TASK REQUIREMENTS :: Copy out each line of the data below in which "offset" appears.

--*--

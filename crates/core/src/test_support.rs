use chrono::{NaiveDate, NaiveDateTime};
use exif::experimental::Writer;
use exif::{Field, In, Tag, Value};
use std::io::Cursor;

pub fn tiff_with_tags(fields: &[&Field]) -> Vec<u8> {
    let mut writer = Writer::new();
    for field in fields {
        writer.push_field(field);
    }
    let mut buf = Cursor::new(Vec::new());
    writer.write(&mut buf, false).expect("exif must be writable");
    buf.into_inner()
}

pub fn tiff_with_date_time_original(value: &str) -> Vec<u8> {
    let field = Field {
        tag: Tag::DateTimeOriginal,
        ifd_num: In::PRIMARY,
        value: Value::Ascii(vec![value.as_bytes().to_vec()]),
    };
    tiff_with_tags(&[&field])
}

/// SOI + APP1(Exif) + EOI だけの最小JPEG。
pub fn jpeg_with_exif(tiff: &[u8]) -> Vec<u8> {
    let segment_len = u16::try_from(2 + 6 + tiff.len()).expect("exif segment too large");
    let mut out = vec![0xFF, 0xD8, 0xFF, 0xE1];
    out.extend(segment_len.to_be_bytes());
    out.extend_from_slice(b"Exif\0\0");
    out.extend_from_slice(tiff);
    out.extend([0xFF, 0xD9]);
    out
}

/// HEIF Exifアイテムの形式 (TIFFヘッダまでのオフセット + `Exif\0\0` + TIFF)。
pub fn heif_exif_item(tiff: &[u8]) -> Vec<u8> {
    let mut out = 6u32.to_be_bytes().to_vec();
    out.extend_from_slice(b"Exif\0\0");
    out.extend_from_slice(tiff);
    out
}

pub fn isobmff_box(kind: &[u8; 4], body: &[u8]) -> Vec<u8> {
    let size = u32::try_from(8 + body.len()).expect("box too large");
    let mut out = size.to_be_bytes().to_vec();
    out.extend_from_slice(kind);
    out.extend_from_slice(body);
    out
}

/// ftyp + meta(iinf, iloc) + mdat で構成したHEIF。各アイテムはmdat内の1エクステント。
pub fn heif_with_items(items: &[(&[u8; 4], &[u8])]) -> Vec<u8> {
    let mut brands = b"heic".to_vec();
    brands.extend([0u8; 4]);
    brands.extend_from_slice(b"mif1heic");
    let ftyp = isobmff_box(b"ftyp", &brands);

    let build_meta = |data_start: usize| {
        let count = u16::try_from(items.len()).expect("too many items");
        let mut iinf = vec![0, 0, 0, 0];
        iinf.extend(count.to_be_bytes());
        let mut iloc = vec![0, 0, 0, 0, 0x44, 0x00];
        iloc.extend(count.to_be_bytes());

        let mut offset = data_start;
        for (index, (item_type, data)) in items.iter().enumerate() {
            let item_id = u16::try_from(index + 1).expect("item id");
            let mut infe = vec![2, 0, 0, 0];
            infe.extend(item_id.to_be_bytes());
            infe.extend(0u16.to_be_bytes());
            infe.extend_from_slice(item_type.as_slice());
            infe.push(0);
            iinf.extend(isobmff_box(b"infe", &infe));

            iloc.extend(item_id.to_be_bytes());
            iloc.extend(0u16.to_be_bytes());
            iloc.extend(1u16.to_be_bytes());
            iloc.extend(u32::try_from(offset).expect("offset").to_be_bytes());
            iloc.extend(u32::try_from(data.len()).expect("length").to_be_bytes());
            offset += data.len();
        }

        let mut meta = vec![0, 0, 0, 0];
        meta.extend(isobmff_box(b"iinf", &iinf));
        meta.extend(isobmff_box(b"iloc", &iloc));
        isobmff_box(b"meta", &meta)
    };

    let meta_len = build_meta(0).len();
    let meta = build_meta(ftyp.len() + meta_len + 8);
    let mdat: Vec<u8> = items
        .iter()
        .flat_map(|(_, data)| data.iter().copied())
        .collect();

    [ftyp, meta, isobmff_box(b"mdat", &mdat)].concat()
}

pub fn mp4_epoch() -> NaiveDateTime {
    NaiveDate::from_ymd_opt(1904, 1, 1)
        .and_then(|d| d.and_hms_opt(0, 0, 0))
        .expect("valid epoch")
}

/// ftyp + moov(mvhd v0) だけの最小コンテナ。`None` なら creation_time = 0。
pub fn mp4_with_creation_date(created: Option<NaiveDateTime>) -> Vec<u8> {
    let mut brands = b"qt  ".to_vec();
    brands.extend([0u8, 0, 2, 0]);
    brands.extend_from_slice(b"qt  ");
    let ftyp = isobmff_box(b"ftyp", &brands);
    [ftyp, moov_with_creation_date(created)].concat()
}

/// ftyp を持たない旧QuickTime形式 (wide + mdat + moov)。
pub fn mov_without_ftyp(created: NaiveDateTime) -> Vec<u8> {
    [
        isobmff_box(b"wide", &[]),
        isobmff_box(b"mdat", b"frames"),
        moov_with_creation_date(Some(created)),
    ]
    .concat()
}

fn moov_with_creation_date(created: Option<NaiveDateTime>) -> Vec<u8> {
    let seconds = created
        .map(|dt| (dt - mp4_epoch()).num_seconds())
        .map(|s| u32::try_from(s).expect("creation time fits in u32"))
        .unwrap_or(0);

    let mut mvhd = vec![0, 0, 0, 0];
    mvhd.extend(seconds.to_be_bytes());
    mvhd.extend(seconds.to_be_bytes());
    mvhd.extend(1000u32.to_be_bytes());
    mvhd.extend(0u32.to_be_bytes());
    mvhd.extend(0x0001_0000u32.to_be_bytes());
    mvhd.extend(0x0100u16.to_be_bytes());
    mvhd.extend([0u8; 10]);
    for value in [0x0001_0000u32, 0, 0, 0, 0x0001_0000, 0, 0, 0, 0x4000_0000] {
        mvhd.extend(value.to_be_bytes());
    }
    mvhd.extend([0u8; 24]);
    mvhd.extend(1u32.to_be_bytes());

    isobmff_box(b"moov", &isobmff_box(b"mvhd", &mvhd))
}

pub fn naive(y: i32, mo: u32, d: u32, h: u32, mi: u32, s: u32) -> NaiveDateTime {
    NaiveDate::from_ymd_opt(y, mo, d)
        .and_then(|date| date.and_hms_opt(h, mi, s))
        .expect("valid date")
}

--*--

ANSWER FOR THE TASK ::
        let mut offset = data_start;
            iloc.extend(u32::try_from(offset).expect("offset").to_be_bytes());
            offset += data.len();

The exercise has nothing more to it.